Random Poster wrote: Fri May 08, 2020 2:18 pm
marcopolo wrote: Thu May 07, 2020 9:19 pm Alternatively, you could retire in or move to a state (Just like you might have to move if you lost your job) that has more friendly view of supporting broad access to health insurance. MA had Romney Care, I believe NJ and NY had guarantee issue, HI recently passed regulation largely mimicking ACA protections, etc.

One may end up paying more for health insurance if ACA goes away (we have budgeted a healthy sum for that), just like you might end up with a lower income if you lose your job.

So, yes there is risk, you do need to have alternate plans, but i see no reason to be a deer in the headlights over it.

Now, if one has no desire to retire (early or otherwise), and thinks the only meaningful and fulfilling thing anyone can do their life is to keep working, then one can come up with all sorts of scary reasons to not retire.
I think that all of this is much easier said than done.

As it is now, just figuring out what health insurance costs under the ACA is difficult for someone evaluating possible housing locations, as the premiums are based, at least in part, on one’s zip code. And those premiums change each year. So what may be inexpensive in one area compared to another area today may be comparatively expensive next year.

And then, when things change negatively, you suggest to just move? As if that doesn’t have its own (potentially large) transaction costs, and then what guarantee is there that the state to which you move won’t end up changing things negatively later on either?
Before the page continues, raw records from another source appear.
//! Offset-carrying handles over the green tree.
//!
//! A [`SyntaxNode`] borrows its green node and knows where it starts in the
//! source, so ranges are computed on the fly without allocation or refcounts.
//! Parent pointers are not kept; navigation is top-down.

use std::fmt::{self, Write as _};

use sable_errors::Diagnostic;
use text_size::{TextRange, TextSize};

use crate::{GreenNode, GreenToken, GreenTrivia, SyntaxKind, TriviaPiece};

#[derive(Debug, Clone, Copy, PartialEq, Eq, Hash)]
pub enum NodeOrToken<N, T> {
    Node(N),
    Token(T),
}

impl<N, T> NodeOrToken<N, T> {
    pub fn into_node(self) -> Option<N> {
        match self {
            Self::Node(node) => Some(node),
            Self::Token(_) => None,
        }
    }

    pub fn into_token(self) -> Option<T> {
        match self {
            Self::Node(_) => None,
            Self::Token(token) => Some(token),
        }
    }

    pub fn as_node(&self) -> Option<&N> {
        match self {
            Self::Node(node) => Some(node),
            Self::Token(_) => None,
        }
    }

    pub fn as_token(&self) -> Option<&T> {
        match self {
            Self::Node(_) => None,
            Self::Token(token) => Some(token),
        }
    }
}

pub type SyntaxElement<'a> = NodeOrToken<SyntaxNode<'a>, SyntaxToken<'a>>;

impl SyntaxElement<'_> {
    pub fn kind(&self) -> SyntaxKind {
        match self {
            NodeOrToken::Node(node) => node.kind(),
            NodeOrToken::Token(token) => token.kind(),
        }
    }
}

#[derive(Clone, Copy, PartialEq, Eq)]
pub struct SyntaxNode<'a> {
    green: &'a GreenNode,
    offset: TextSize,
}

impl fmt::Debug for SyntaxNode<'_> {
    fn fmt(&self, f: &mut fmt::Formatter<'_>) -> fmt::Result {
        write!(f, "{:?}@{:?}", self.kind(), self.full_range())
    }
}

impl<'a> SyntaxNode<'a> {
    pub fn new_root(green: &'a GreenNode) -> Self {
        Self { green, offset: TextSize::new(0) }
    }

    /// A root whose text starts at `offset` in some larger buffer.
    pub fn new_root_at(green: &'a GreenNode, offset: TextSize) -> Self {
        Self { green, offset }
    }

    pub fn kind(self) -> SyntaxKind {
        self.green.kind()
    }

    pub fn green(self) -> &'a GreenNode {
        self.green
    }

    /// Range including the leading and trailing trivia of the edge tokens.
    pub fn full_range(self) -> TextRange {
        TextRange::at(self.offset, self.green.full_len())
    }

    /// Range without the outer trivia.
    pub fn text_range(self) -> TextRange {
        let first = self.first_token().map(|token| token.text_range().start());
        let last = self.last_token().map(|token| token.text_range().end());

        match (first, last) {
            (Some(start), Some(end)) if start <= end => TextRange::new(start, end),
            _ => TextRange::empty(self.offset),
        }
    }

    pub fn children(self) -> impl Iterator<Item = SyntaxElement<'a>> + 'a {
        let mut offset = self.offset;
        self.green.children().iter().map(move |child| {
            let start = offset;
            offset += child.full_len();
            match child {
                NodeOrToken::Node(green) => NodeOrToken::Node(SyntaxNode { green, offset: start }),
                NodeOrToken::Token(green) => {
                    NodeOrToken::Token(SyntaxToken { green, offset: start })
                }
            }
        })
    }

    pub fn child_nodes(self) -> impl Iterator<Item = SyntaxNode<'a>> + 'a {
        self.children().filter_map(NodeOrToken::into_node)
    }

    pub fn child_tokens(self) -> impl Iterator<Item = SyntaxToken<'a>> + 'a {
        self.children().filter_map(NodeOrToken::into_token)
    }

    pub fn child_token(self, kind: SyntaxKind) -> Option<SyntaxToken<'a>> {
        self.child_tokens().find(|token| token.kind() == kind)
    }

    /// Nodes in preorder, starting with `self`.
    pub fn descendants(self) -> impl Iterator<Item = SyntaxNode<'a>> {
        let mut stack = vec![self];
        std::iter::from_fn(move || {
            let node = stack.pop()?;
            let start = stack.len();
            stack.extend(node.child_nodes());
            stack[start..].reverse();
            Some(node)
        })
    }

    /// All tokens under `self` in source order. Skipped tokens held in trivia
    /// are not included.
    pub fn tokens(self) -> impl Iterator<Item = SyntaxToken<'a>> {
        self.descendants().flat_map(SyntaxNode::child_tokens)
    }

    pub fn first_token(self) -> Option<SyntaxToken<'a>> {
        self.children().find_map(|child| match child {
            NodeOrToken::Node(node) => node.first_token(),
            NodeOrToken::Token(token) => Some(token),
        })
    }

    pub fn last_token(self) -> Option<SyntaxToken<'a>> {
        let children = self.children().collect::<Vec<_>>();
        children.into_iter().rev().find_map(|child| match child {
            NodeOrToken::Node(node) => node.last_token(),
            NodeOrToken::Token(token) => Some(token),
        })
    }

    /// Exact source text of this node, trivia included.
    pub fn full_text(self) -> String {
        let mut text = String::with_capacity(self.green.full_len().into());
        self.green.write_full_text(&mut text);
        text
    }

    /// Source text without the outer trivia.
    pub fn text(self) -> String {
        let full = self.full_text();
        let range = self.text_range() - self.offset;
        full[range].to_owned()
    }

    /// Diagnostics attached to any token under `self`, including skipped
    /// tokens, in source order.
    pub fn diagnostics(self) -> Vec<&'a Diagnostic> {
        let mut diagnostics = Vec::new();
        for token in self.tokens() {
            token.collect_diagnostics(&mut diagnostics);
        }
        diagnostics
    }

    pub fn contains_diagnostics(self) -> bool {
        self.tokens().any(|token| token.has_diagnostics())
    }

    /// Indented outline of the tree: one node or token per line, skipped
    /// tokens marked as such, missing tokens flagged.
    pub fn debug_dump(self) -> String {
        let mut buf = String::new();
        self.dump_into(&mut buf, 0);
        buf
    }

    fn dump_into(self, buf: &mut String, depth: usize) {
        let _ = writeln!(buf, "{:indent$}{:?}", "", self.kind(), indent = depth * 2);
        for child in self.children() {
            match child {
                NodeOrToken::Node(node) => node.dump_into(buf, depth + 1),
                NodeOrToken::Token(token) => token.green.dump_into(buf, depth + 1),
            }
        }
    }
}

#[derive(Clone, Copy, PartialEq, Eq)]
pub struct SyntaxToken<'a> {
    green: &'a GreenToken,
    offset: TextSize,
}

impl fmt::Debug for SyntaxToken<'_> {
    fn fmt(&self, f: &mut fmt::Formatter<'_>) -> fmt::Result {
        write!(f, "{:?}@{:?} {:?}", self.kind(), self.text_range(), self.text())
    }
}

impl<'a> SyntaxToken<'a> {
    pub fn kind(self) -> SyntaxKind {
        self.green.kind()
    }

    pub fn green(self) -> &'a GreenToken {
        self.green
    }

    pub fn text(self) -> &'a str {
        self.green.text()
    }

    pub fn is_missing(self) -> bool {
        self.green.is_missing()
    }

    pub fn text_range(self) -> TextRange {
        TextRange::at(self.offset + self.green.leading().len(), self.green.text_len())
    }

    pub fn full_range(self) -> TextRange {
        TextRange::at(self.offset, self.green.full_len())
    }

    pub fn leading_trivia(self) -> &'a GreenTrivia {
        self.green.leading()
    }

    pub fn trailing_trivia(self) -> &'a GreenTrivia {
        self.green.trailing()
    }

    pub fn diagnostics(self) -> &'a [Diagnostic] {
        self.green.diagnostics()
    }

    /// Tokens the parser skipped and stored in this token's trivia.
    pub fn skipped_tokens(self) -> impl Iterator<Item = SyntaxToken<'a>> {
        let leading = trivia_tokens(self.green.leading(), self.offset);
        let trailing = trivia_tokens(
            self.green.trailing(),
            self.offset + self.green.leading().len() + self.green.text_len(),
        );
        leading.chain(trailing)
    }

    fn has_diagnostics(self) -> bool {
        !self.diagnostics().is_empty()
            || self.skipped_tokens().any(|skipped| skipped.has_diagnostics())
    }

    fn collect_diagnostics(self, diagnostics: &mut Vec<&'a Diagnostic>) {
        let leading = trivia_tokens(self.green.leading(), self.offset);
        for skipped in leading {
            skipped.collect_diagnostics(diagnostics);
        }
        diagnostics.extend(self.diagnostics());
        let trailing_start = self.offset + self.green.leading().len() + self.green.text_len();
        for skipped in trivia_tokens(self.green.trailing(), trailing_start) {
            skipped.collect_diagnostics(diagnostics);
        }
    }
}

fn trivia_tokens(trivia: &GreenTrivia, start: TextSize) -> impl Iterator<Item = SyntaxToken<'_>> {
    let mut offset = start;
    trivia.pieces().iter().filter_map(move |piece| {
        let piece_start = offset;
        offset += piece.len();
        match piece {
            TriviaPiece::Skipped(green) => Some(SyntaxToken { green, offset: piece_start }),
            TriviaPiece::Text { .. } => None,
        }
    })
}

impl GreenToken {
    fn dump_into(&self, buf: &mut String, depth: usize) {
        for piece in self.leading().pieces() {
            if let TriviaPiece::Skipped(skipped) = piece {
                skipped.dump_skipped(buf, depth);
            }
        }

        let _ = write!(buf, "{:indent$}{:?} {:?}", "", self.kind(), self.text(), indent = depth * 2);
        if self.is_missing() {
            buf.push_str(" missing");
        }
        buf.push('\n');

        for piece in self.trailing().pieces() {
            if let TriviaPiece::Skipped(skipped) = piece {
                skipped.dump_skipped(buf, depth);
            }
        }
    }

    fn dump_skipped(&self, buf: &mut String, depth: usize) {
        for piece in self.leading().pieces() {
            if let TriviaPiece::Skipped(skipped) = piece {
                skipped.dump_skipped(buf, depth);
            }
        }
        let _ = writeln!(buf, "{:indent$}skipped {:?} {:?}", "", self.kind(), self.text(), indent = depth * 2);
    }
}

#[cfg(test)]
mod tests {
    use sable_errors::ErrorCode;

    use super::*;
    use crate::{Builder, TriviaPieceKind};

    fn token(kind: SyntaxKind, text: &str, leading: &str, trailing: &str) -> GreenToken {
        let trivia = |text: &str| {
            if text.is_empty() {
                GreenTrivia::empty()
            } else {
                GreenTrivia::new(vec![TriviaPiece::new(TriviaPieceKind::Whitespace, text)])
            }
        };
        GreenToken::new(kind, text, trivia(leading), trivia(trailing), Vec::new())
    }

    fn sample() -> GreenNode {
        // ` x ;` with a skipped `)` in front of the semicolon.
        let skipped = GreenToken::new(
            SyntaxKind::R_PAREN,
            ")",
            GreenTrivia::empty(),
            GreenTrivia::empty(),
            vec![Diagnostic::with_args(
                ErrorCode::UnexpectedToken,
                TextRange::new(3.into(), 4.into()),
                [")"],
            )],
        );
        let semicolon = GreenToken::new(
            SyntaxKind::SEMICOLON,
            ";",
            GreenTrivia::new(vec![TriviaPiece::Skipped(skipped)]),
            GreenTrivia::empty(),
            Vec::new(),
        );

        let mut builder = Builder::new();
        builder.start_node(SyntaxKind::EXPRESSION_STMT);
        builder.start_node(SyntaxKind::IDENTIFIER_NAME);
        builder.token(token(SyntaxKind::IDENT, "x", " ", " "));
        builder.finish_node();
        builder.token(semicolon);
        builder.finish_node();
        builder.finish()
    }

    #[test]
    fn ranges_skip_outer_trivia() {
        let green = sample();
        let root = SyntaxNode::new_root(&green);

        assert_eq!(root.full_range(), TextRange::new(0.into(), 5.into()));
        assert_eq!(root.text_range(), TextRange::new(1.into(), 5.into()));
        assert_eq!(root.full_text(), " x );");
        assert_eq!(root.text(), "x );");

        let semicolon = root.child_token(SyntaxKind::SEMICOLON).unwrap();
        assert_eq!(semicolon.text_range(), TextRange::new(4.into(), 5.into()));
        let skipped = semicolon.skipped_tokens().collect::<Vec<_>>();
        assert_eq!(skipped.len(), 1);
        assert_eq!(skipped[0].text_range(), TextRange::new(3.into(), 4.into()));
    }

    #[test]
    fn diagnostics_come_from_skipped_tokens() {
        let green = sample();
        let root = SyntaxNode::new_root(&green);
        let diagnostics = root.diagnostics();
        assert_eq!(diagnostics.len(), 1);
        assert_eq!(diagnostics[0].code(), ErrorCode::UnexpectedToken);
        assert!(root.contains_diagnostics());
    }

    #[test]
    fn descendants_are_preorder() {
        let green = sample();
        let root = SyntaxNode::new_root(&green);
        let kinds = root.descendants().map(SyntaxNode::kind).collect::<Vec<_>>();
        assert_eq!(kinds, [SyntaxKind::EXPRESSION_STMT, SyntaxKind::IDENTIFIER_NAME]);
    }

    #[test]
    fn dump_marks_skipped_tokens() {
        let green = sample();
        let dump = SyntaxNode::new_root(&green).debug_dump();
        assert_eq!(
            dump,
            "EXPRESSION_STMT\n  IDENTIFIER_NAME\n    IDENT \"x\"\n  skipped R_PAREN \")\"\n  SEMICOLON \";\"\n"
        );
    }
}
Quite frankly, the whole system is a complete mess for most people and there is no amount of alternative planning that one can really do to reasonably protect or insulate oneself from the potential changes that may be made. Unless your alternative plan is to just die when the costs become too unaffordable, which I suspect is what some people think that the solution should be.
Things change in life all the time, we adapt. You are looking for guarantees? Do you invest in the market? What if it crashes and stays that way for a long time?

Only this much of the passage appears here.